FFTC’s fund will operate alongside money in the housing trust fund to grow Charlotte’s stock of affordable housing, with management support from the Local Initiatives Support Corporation (LISC). So far, lots of finance companies have thrown their hats in the ring. Total support adds up to $44 million and counting. Early supporters included Bank of America, Ally Financial, and Barings. Wells Fargo also got on board with a commitment of $5 million in the summer of 2018, part of a $20 million pledge to finance affordable housing in Charlotte. As it turns out, that was one precursor to the bank’s recent announcement that it’ll commit a full $1 billion to address the housing crisis nationwide.

Additional supporters include BB&T, which came in with $5 million earlier this year, and SunTrust and the SunTrust Foundation with $5 million. This month, Fifth Third Bank provided another $3 million. Support for the fund in most of these cases came in tandem with other affordable housing commitments adding up to another $104 million. 

Outside of finance, backers include Crescent Communities and the owners of Brooks Sandwich House—both donated land—as well as Atrium Health, whose CEO Eugene A. Woods remarked in a press release that “growing evidence continues to indicate that a person’s zip code is as important as their genetic code.” Health grantmakers, as we’ve seen, have become important local housing funders, and that includes a growing crop of health conversion foundations. Woods’ comment reflects the upstream approach popular among health funders these days, a strategy where housing can figure strongly.

According to FFTC, Charlotte’s private and public sectors have committed $223 million between them for affordable housing since May of 2018—not bad for a single year. The fact that a community foundation presides over a decent chunk of that is a testament to such funders’ growing interest in impact investing. Take the San Francisco Foundation, which put forward $50 million in impact investments around housing and equity this spring. Or the Cleveland Foundation’s expansion of its impact investment portfolio to $150 million by 2022. Or Benefit Chicago, a $100 million push to expand local nonprofit impact investments spearheaded by the Chicago Community Trust. The list goes on.

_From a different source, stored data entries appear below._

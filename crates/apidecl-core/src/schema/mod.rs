//! Schema nodes
//!
//! A [`SchemaNode`] describes one value shape: a primitive, an array of some
//! item schema, or an object of named properties. A [`Schema`] is either such
//! a node or a reference to a schema registered by name; references are
//! resolved through the [`crate::Registry`] before anything inspects them.
//!
//! Declarations are read through [`SchemaDecl`], a flat description of every
//! field a node may carry, and converted into nodes with validators compiled.
//!
//! Copyright (c) 2025 Apidecl Team
//! Licensed under the Apache-2.0 license

pub mod format;
pub mod validators;

pub use format::{Format, IsoDuration};
pub use validators::{Bound, Pattern, Validator, ValidatorKind};

use crate::error::DeclarationError;
use crate::existence::Existence;
use indexmap::IndexMap;
use serde::de::Error as _;
use serde::{Deserialize, Deserializer};
use serde_json::Value;
use std::fmt;
use std::sync::Arc;

/// Prefixes accepted in front of a schema name inside `$ref`
const REFERENCE_PREFIXES: &[&str] = &["#/components/schemas/", "#/definitions/"];

/// The primitive and structural kinds a node can have
#[derive(Debug, Clone)]
pub enum Kind {
    String,
    Integer,
    Number,
    Boolean,
    Array {
        items: Schema,
    },
    Object {
        properties: IndexMap<String, Schema>,
        /// Name of the model type exposed for casted values
        model: Option<String>,
    },
}

impl Kind {
    pub fn name(&self) -> &'static str {
        match self {
            Kind::String => "string",
            Kind::Integer => "integer",
            Kind::Number => "number",
            Kind::Boolean => "boolean",
            Kind::Array { .. } => "array",
            Kind::Object { .. } => "object",
        }
    }

    fn primitive(name: &str) -> Option<Self> {
        match name {
            "string" => Some(Kind::String),
            "integer" => Some(Kind::Integer),
            "number" => Some(Kind::Number),
            "boolean" => Some(Kind::Boolean),
            "object" => Some(Kind::Object {
                properties: IndexMap::new(),
                model: None,
            }),
            _ => None,
        }
    }
}

/// Default substituted when a value is omitted
#[derive(Clone)]
pub enum DefaultValue {
    Static(Value),
    /// Invoked each time a default is needed
    Producer(Arc<dyn Fn() -> Value + Send + Sync>),
}

impl DefaultValue {
    pub fn produce(&self) -> Value {
        match self {
            DefaultValue::Static(value) => value.clone(),
            DefaultValue::Producer(producer) => producer(),
        }
    }

    /// The static value, if one was declared; producers have none to document
    pub fn as_static(&self) -> Option<&Value> {
        match self {
            DefaultValue::Static(value) => Some(value),
            DefaultValue::Producer(_) => None,
        }
    }
}

impl fmt::Debug for DefaultValue {
    fn fmt(&self, f: &mut fmt::Formatter<'_>) -> fmt::Result {
        match self {
            DefaultValue::Static(value) => f.debug_tuple("Static").field(value).finish(),
            DefaultValue::Producer(_) => f.write_str("Producer(..)"),
        }
    }
}

/// One type declaration
#[derive(Debug, Clone)]
pub struct SchemaNode {
    pub kind: Kind,
    pub existence: Existence,
    pub default: Option<DefaultValue>,
    pub format: Option<Format>,
    pub validators: IndexMap<ValidatorKind, Validator>,
    /// Explicit nullability; when unset it follows the existence level
    pub nullable: Option<bool>,
    pub example: Option<Value>,
    pub title: Option<String>,
    pub description: Option<String>,
    pub deprecated: bool,
    pub read_only: bool,
    pub write_only: bool,
    /// Vendor extensions, keys always start with `x-`
    pub extensions: IndexMap<String, Value>,
}

impl SchemaNode {
    pub fn new(kind: Kind) -> Self {
        Self {
            kind,
            existence: Existence::default(),
            default: None,
            format: None,
            validators: IndexMap::new(),
            nullable: None,
            example: None,
            title: None,
            description: None,
            deprecated: false,
            read_only: false,
            write_only: false,
            extensions: IndexMap::new(),
        }
    }

    pub fn string() -> Self {
        Self::new(Kind::String)
    }

    pub fn integer() -> Self {
        Self::new(Kind::Integer)
    }

    pub fn number() -> Self {
        Self::new(Kind::Number)
    }

    pub fn boolean() -> Self {
        Self::new(Kind::Boolean)
    }

    pub fn array(items: impl Into<Schema>) -> Self {
        Self::new(Kind::Array { items: items.into() })
    }

    pub fn object() -> Self {
        Self::new(Kind::Object {
            properties: IndexMap::new(),
            model: None,
        })
    }

    /// Add a property; has no effect unless the node is an object
    pub fn property(mut self, name: impl Into<String>, schema: impl Into<Schema>) -> Self {
        if let Kind::Object { properties, .. } = &mut self.kind {
            properties.insert(name.into(), schema.into());
        }
        self
    }

    /// Bind object values to a named model type
    pub fn model(mut self, name: impl Into<String>) -> Self {
        if let Kind::Object { model, .. } = &mut self.kind {
            *model = Some(name.into());
        }
        self
    }

    pub fn existence(mut self, existence: Existence) -> Self {
        self.existence = existence;
        self
    }

    pub fn required(self) -> Self {
        self.existence(Existence::Present)
    }

    pub fn default_value(mut self, value: impl Into<Value>) -> Self {
        self.default = Some(DefaultValue::Static(value.into()));
        self
    }

    pub fn default_with<F>(mut self, producer: F) -> Self
    where
        F: Fn() -> Value + Send + Sync + 'static,
    {
        self.default = Some(DefaultValue::Producer(Arc::new(producer)));
        self
    }

    pub fn format(mut self, format: impl Into<Format>) -> Self {
        self.format = Some(format.into());
        self
    }

    /// Attach a validator, replacing any earlier one of the same kind
    pub fn validator(mut self, validator: Validator) -> Self {
        self.validators.insert(validator.kind(), validator);
        self
    }

    /// Build and attach a validator from its configuration value
    pub fn try_validator(self, kind: ValidatorKind, config: &Value) -> Result<Self, DeclarationError> {
        Ok(self.validator(Validator::build(kind, config)?))
    }

    pub fn nullable(mut self, nullable: bool) -> Self {
        self.nullable = Some(nullable);
        self
    }

    pub fn example(mut self, example: impl Into<Value>) -> Self {
        self.example = Some(example.into());
        self
    }

    pub fn title(mut self, title: impl Into<String>) -> Self {
        self.title = Some(title.into());
        self
    }

    pub fn description(mut self, description: impl Into<String>) -> Self {
        self.description = Some(description.into());
        self
    }

    pub fn deprecated(mut self) -> Self {
        self.deprecated = true;
        self
    }

    pub fn read_only(mut self) -> Self {
        self.read_only = true;
        self
    }

    pub fn write_only(mut self) -> Self {
        self.write_only = true;
        self
    }

    /// Add a vendor extension, prefixing the key with `x-` when missing
    pub fn extension(mut self, key: &str, value: impl Into<Value>) -> Self {
        self.extensions.insert(extension_key(key), value.into());
        self
    }

    /// Whether documents describe the value as nullable
    pub fn is_nullable(&self) -> bool {
        self.nullable.unwrap_or(self.existence == Existence::AllowNil)
    }

    pub fn properties(&self) -> Option<&IndexMap<String, Schema>> {
        match &self.kind {
            Kind::Object { properties, .. } => Some(properties),
            _ => None,
        }
    }

    pub fn items(&self) -> Option<&Schema> {
        match &self.kind {
            Kind::Array { items } => Some(items),
            _ => None,
        }
    }

    pub fn model_name(&self) -> Option<&str> {
        match &self.kind {
            Kind::Object { model, .. } => model.as_deref(),
            _ => None,
        }
    }
}

/// Vendor extension key for `key`, adding the `x-` prefix when missing
pub fn extension_key(key: &str) -> String {
    if key.starts_with("x-") {
        key.to_string()
    } else {
        format!("x-{}", key)
    }
}

/// A schema position: an inline node or a named reference
#[derive(Debug, Clone)]
pub enum Schema {
    Reference(String),
    Inline(Box<SchemaNode>),
}

impl Schema {
    pub fn reference(name: impl Into<String>) -> Self {
        Schema::Reference(name.into())
    }

    pub fn as_reference(&self) -> Option<&str> {
        match self {
            Schema::Reference(name) => Some(name),
            Schema::Inline(_) => None,
        }
    }

    pub fn as_inline(&self) -> Option<&SchemaNode> {
        match self {
            Schema::Inline(node) => Some(node),
            Schema::Reference(_) => None,
        }
    }
}

impl From<SchemaNode> for Schema {
    fn from(node: SchemaNode) -> Self {
        Schema::Inline(Box::new(node))
    }
}

/// A bare name refers to a registered schema
impl From<&str> for Schema {
    fn from(name: &str) -> Self {
        Schema::Reference(name.to_string())
    }
}

impl From<String> for Schema {
    fn from(name: String) -> Self {
        Schema::Reference(name)
    }
}

/// Strip a `$ref` pointer down to the schema name
pub(crate) fn reference_name(pointer: &str) -> &str {
    REFERENCE_PREFIXES
        .iter()
        .find_map(|prefix| pointer.strip_prefix(prefix))
        .unwrap_or(pointer)
}

impl<'de> Deserialize<'de> for Schema {
    /// Accepts `"integer"` shorthand, `"User"` or `{"$ref": "User"}`
    /// references, and full node declarations.
    fn deserialize<D: Deserializer<'de>>(deserializer: D) -> Result<Self, D::Error> {
        let value = Value::deserialize(deserializer)?;
        match value {
            Value::String(name) => Ok(match Kind::primitive(&name) {
                Some(kind) => SchemaNode::new(kind).into(),
                None => Schema::Reference(reference_name(&name).to_string()),
            }),
            Value::Object(ref map) if map.contains_key("$ref") => match map.get("$ref") {
                Some(Value::String(pointer)) => Ok(Schema::Reference(reference_name(pointer).to_string())),
                _ => Err(D::Error::custom("$ref must be a string")),
            },
            Value::Object(_) => SchemaDecl::deserialize(value)
                .map_err(D::Error::custom)?
                .into_node()
                .map(Schema::from)
                .map_err(D::Error::custom),
            other => Err(D::Error::custom(format!(
                "expected a schema declaration, found {}",
                other
            ))),
        }
    }
}

impl<'de> Deserialize<'de> for SchemaNode {
    fn deserialize<D: Deserializer<'de>>(deserializer: D) -> Result<Self, D::Error> {
        SchemaDecl::deserialize(deserializer)?
            .into_node()
            .map_err(D::Error::custom)
    }
}

/// The declared form of a schema node, field by field
#[derive(Debug, Clone, Deserialize)]
#[serde(deny_unknown_fields)]
pub struct SchemaDecl {
    #[serde(rename = "type")]
    pub kind: String,
    #[serde(default)]
    pub items: Option<Schema>,
    #[serde(default)]
    pub properties: IndexMap<String, Schema>,
    #[serde(default)]
    pub model: Option<String>,
    #[serde(default)]
    pub existence: Option<Existence>,
    /// Shorthand for `existence: present`
    #[serde(default)]
    pub required: bool,
    #[serde(default)]
    pub default: Option<Value>,
    #[serde(default)]
    pub format: Option<Format>,
    #[serde(default, alias = "validators")]
    pub validations: IndexMap<ValidatorKind, Value>,
    #[serde(default)]
    pub nullable: Option<bool>,
    #[serde(default)]
    pub example: Option<Value>,
    #[serde(default)]
    pub title: Option<String>,
    #[serde(default)]
    pub description: Option<String>,
    #[serde(default)]
    pub deprecated: bool,
    #[serde(default)]
    pub read_only: bool,
    #[serde(default)]
    pub write_only: bool,
    #[serde(default)]
    pub extensions: IndexMap<String, Value>,
}

impl SchemaDecl {
    /// Check the declared fields against each other and compile validators
    pub fn into_node(self) -> Result<SchemaNode, DeclarationError> {
        let kind = match self.kind.as_str() {
            "array" => {
                let items = self
                    .items
                    .ok_or_else(|| DeclarationError::malformed("items", "an array needs an item schema"))?;
                Kind::Array { items }
            }
            "object" => Kind::Object {
                properties: self.properties,
                model: self.model,
            },
            other => Kind::primitive(other).ok_or_else(|| {
                DeclarationError::malformed("type", format!("unknown schema type '{}'", other))
            })?,
        };

        let existence = match (self.existence, self.required) {
            (Some(existence), _) => existence,
            (None, true) => Existence::Present,
            (None, false) => Existence::default(),
        };

        let mut node = SchemaNode::new(kind);
        node.existence = existence;
        node.default = self.default.map(DefaultValue::Static);
        node.format = self.format;
        node.nullable = self.nullable;
        node.example = self.example;
        node.title = self.title;
        node.description = self.description;
        node.deprecated = self.deprecated;
        node.read_only = self.read_only;
        node.write_only = self.write_only;
        node.extensions = self
            .extensions
            .into_iter()
            .map(|(key, value)| (extension_key(&key), value))
            .collect();

        for (kind, config) in &self.validations {
            node = node.try_validator(*kind, config)?;
        }
        Ok(node)
    }
}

While it’s outside the purview of the FFTC fund, an additional step for some of these funders would be to follow the lead of the Partnership for the Bay’s Future and back policy advocacy to reduce barriers to affordable housing. That effort, located in the Bay Area and backed by the Chan Zuckerberg Initiative, the Silicon Valley Community Foundation, the Hewlett Foundation, Facebook, Kaiser Permanente and others, is one hopeful example of a region’s power players coming together to get at the roots of the housing shortage.

Until more housing funders get behind work to change the rules that govern housing development and finance, impact investments may help, but they’ll only go so far.